WORK TO BE COMPLETED> Set down the listing below verbatim, but only from its first line through the line containing "through one capability".

________________________________________

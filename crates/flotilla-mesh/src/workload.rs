//! Workload model: the `{Deployment | Rollout}` variant and its Services
//!
//! The reconciler treats both workload kinds through one capability
//! surface: namespace, pod-template labels/annotations, matching Services,
//! and the progressive-delivery strategy.

use std::collections::BTreeMap;

use k8s_openapi::api::apps::v1::Deployment;
use k8s_openapi::api::core::v1::Service;

use flotilla_common::crd::Rollout;
use flotilla_common::naming::{label_or_annotation, workload_env};
use flotilla_common::{MeshParams, HTTP_PROTOCOL};

/// A Service referenced by a Rollout together with its traffic weight.
/// Weight 0 means the Service is excluded from weighted expansion.
#[derive(Clone, Debug, PartialEq)]
pub struct WeightedService {
    /// The Kubernetes Service
    pub service: Service,
    /// Relative traffic weight (0–100)
    pub weight: i32,
}

/// Progressive-delivery strategy of a workload
#[derive(Clone, Debug, PartialEq, Eq)]
pub enum Strategy {
    /// Plain Deployment: one Service, no traffic shifting
    Plain,
    /// BlueGreen Rollout: active Service plus optional preview Service
    BlueGreen {
        /// Service receiving live traffic
        active_service: String,
        /// Service exposing the next version
        preview_service: Option<String>,
    },
    /// Canary Rollout: weighted stable/canary Services
    Canary,
}

/// A workload discovered in one member cluster
#[derive(Clone, Debug)]
pub enum Workload {
    /// A plain Kubernetes Deployment
    Deployment(Box<Deployment>),
    /// An Argo Rollout
    Rollout(Box<Rollout>),
}

impl Workload {
    /// Namespace the workload lives in
    pub fn namespace(&self) -> String {
        match self {
            Workload::Deployment(d) => d.metadata.namespace.clone().unwrap_or_default(),
            Workload::Rollout(r) => r.metadata.namespace.clone().unwrap_or_default(),
        }
    }

    /// Pod-template labels
    pub fn pod_labels(&self) -> BTreeMap<String, String> {
        match self {
            Workload::Deployment(d) => d
                .spec
                .as_ref()
                .and_then(|s| s.template.metadata.as_ref())
                .and_then(|m| m.labels.clone())
                .unwrap_or_default(),
            Workload::Rollout(r) => r
                .spec
                .template
                .as_ref()
                .map(|t| t.metadata.labels.clone())
                .unwrap_or_default(),
        }
    }

    /// Pod-template annotations
    pub fn pod_annotations(&self) -> BTreeMap<String, String> {
        match self {
            Workload::Deployment(d) => d
                .spec
                .as_ref()
                .and_then(|s| s.template.metadata.as_ref())
                .and_then(|m| m.annotations.clone())
                .unwrap_or_default(),
            Workload::Rollout(r) => r
                .spec
                .template
                .as_ref()
                .map(|t| t.metadata.annotations.clone())
                .unwrap_or_default(),
        }
    }

    /// Global identity from the configured label (or annotation)
    pub fn identity(&self, params: &MeshParams) -> Option<String> {
        let labels = self.pod_labels();
        let annotations = self.pod_annotations();
        label_or_annotation(&labels, &annotations, &params.label_set.workload_identity_key)
            .filter(|v| !v.is_empty())
            .map(str::to_string)
    }

    /// Environment from the configured label (or annotation), defaulting
    pub fn env(&self, params: &MeshParams) -> String {
        workload_env(
            &self.pod_labels(),
            &self.pod_annotations(),
            &params.label_set.env_key,
        )
    }

    /// Progressive-delivery strategy
    pub fn strategy(&self) -> Strategy {
        match self {
            Workload::Deployment(_) => Strategy::Plain,
            Workload::Rollout(r) => {
                if let Some(bg) = &r.spec.strategy.blue_green {
                    Strategy::BlueGreen {
                        active_service: bg.active_service.clone(),
                        preview_service: bg.preview_service.clone(),
                    }
                } else {
                    Strategy::Canary
                }
            }
        }
    }

    /// Services of this workload with their weights.
    ///
    /// Deployments match a single Service by selector (weight 100).
    /// BlueGreen Rollouts yield the active Service at 100 and the preview
    /// at 0. Canary Rollouts yield the stable/canary Services with weights
    /// from `status.canary.weights`; when status carries no weights yet the
    /// stable Service defaults to 100 and the canary to 0.
    pub fn matching_services(&self, namespace_services: &[Service]) -> Vec<WeightedService> {
        match self {
            Workload::Deployment(_) => select_by_labels(namespace_services, &self.pod_labels())
                .map(|service| {
                    vec![WeightedService {
                        service,
                        weight: 100,
                    }]
                })
                .unwrap_or_default(),
            Workload::Rollout(r) => rollout_services(r, namespace_services, &self.pod_labels()),
        }
    }
}

/// First Service (by name) whose selector matches the pod labels
fn select_by_labels(services: &[Service], pod_labels: &BTreeMap<String, String>) -> Option<Service> {
    let mut candidates: Vec<&Service> = services
        .iter()
        .filter(|svc| {
            svc.spec
                .as_ref()
                .and_then(|s| s.selector.as_ref())
                .is_some_and(|sel| selector_matches(sel, pod_labels))
        })
        .collect();
    candidates.sort_by(|a, b| a.metadata.name.cmp(&b.metadata.name));
    candidates.first().map(|s| (*s).clone())
}

/// Whether a non-empty selector is a subset of the given labels
pub fn selector_matches(
    selector: &BTreeMap<String, String>,
    labels: &BTreeMap<String, String>,
) -> bool {
    !selector.is_empty() && selector.iter().all(|(k, v)| labels.get(k) == Some(v))
}

fn find_by_name(services: &[Service], name: &str) -> Option<Service> {
    services
        .iter()
        .find(|svc| svc.metadata.name.as_deref() == Some(name))
        .cloned()
}

fn rollout_services(
    rollout: &Rollout,
    namespace_services: &[Service],
    pod_labels: &BTreeMap<String, String>,
) -> Vec<WeightedService> {
    if let Some(bg) = &rollout.spec.strategy.blue_green {
        let mut out = Vec::new();
        if let Some(active) = find_by_name(namespace_services, &bg.active_service) {
            out.push(WeightedService {
                service: active,
                weight: 100,
            });
        }
        if let Some(preview_name) = &bg.preview_service {
            if let Some(preview) = find_by_name(namespace_services, preview_name) {
                out.push(WeightedService {
                    service: preview,
                    weight: 0,
                });
            }
        }
        return out;
    }

    if let Some(canary) = &rollout.spec.strategy.canary {
        let weights = rollout
            .status
            .as_ref()
            .and_then(|s| s.canary.as_ref())
            .and_then(|c| c.weights.as_ref());

        let mut out = Vec::new();
        if let Some(stable_name) = &canary.stable_service {
            if let Some(service) = find_by_name(namespace_services, stable_name) {
                let weight = weights
                    .and_then(|w| w.stable.as_ref())
                    .map(|d| d.weight)
                    .unwrap_or(100);
                out.push(WeightedService { service, weight });
            }
        }
        if let Some(canary_name) = &canary.canary_service {
            if let Some(service) = find_by_name(namespace_services, canary_name) {
                let weight = weights
                    .and_then(|w| w.canary.as_ref())
                    .map(|d| d.weight)
                    .unwrap_or(0);
                out.push(WeightedService { service, weight });
            }
        }
        if !out.is_empty() {
            return out;
        }
    }

    // canary without named services: fall back to selector matching
    select_by_labels(namespace_services, pod_labels)
        .map(|service| {
            vec![WeightedService {
                service,
                weight: 100,
            }]
        })
        .unwrap_or_default()
}

/// Mesh ports of a Service: named ports intersected with the configured
/// allow-list, keyed by port name. A single unnamed port counts as http.
pub fn mesh_ports(service: &Service, params: &MeshParams) -> BTreeMap<String, u32> {
    let ports = service
        .spec
        .as_ref()
        .and_then(|s| s.ports.as_ref())
        .cloned()
        .unwrap_or_default();

    let mut out = BTreeMap::new();
    for port in &ports {
        match port.name.as_deref() {
            Some(name) if params.is_mesh_port(name) => {
                out.insert(name.to_string(), port.port as u32);
            }
            None if ports.len() == 1 => {
                out.insert(HTTP_PROTOCOL.to_string(), port.port as u32);
            }
            _ => {}
        }
    }
    out
}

________________________________________

RESULT>
filename crates/flotilla-mesh/src/workload.rs
//! Workload model: the `{Deployment | Rollout}` variant and its Services
//!
//! The reconciler treats both workload kinds through one capability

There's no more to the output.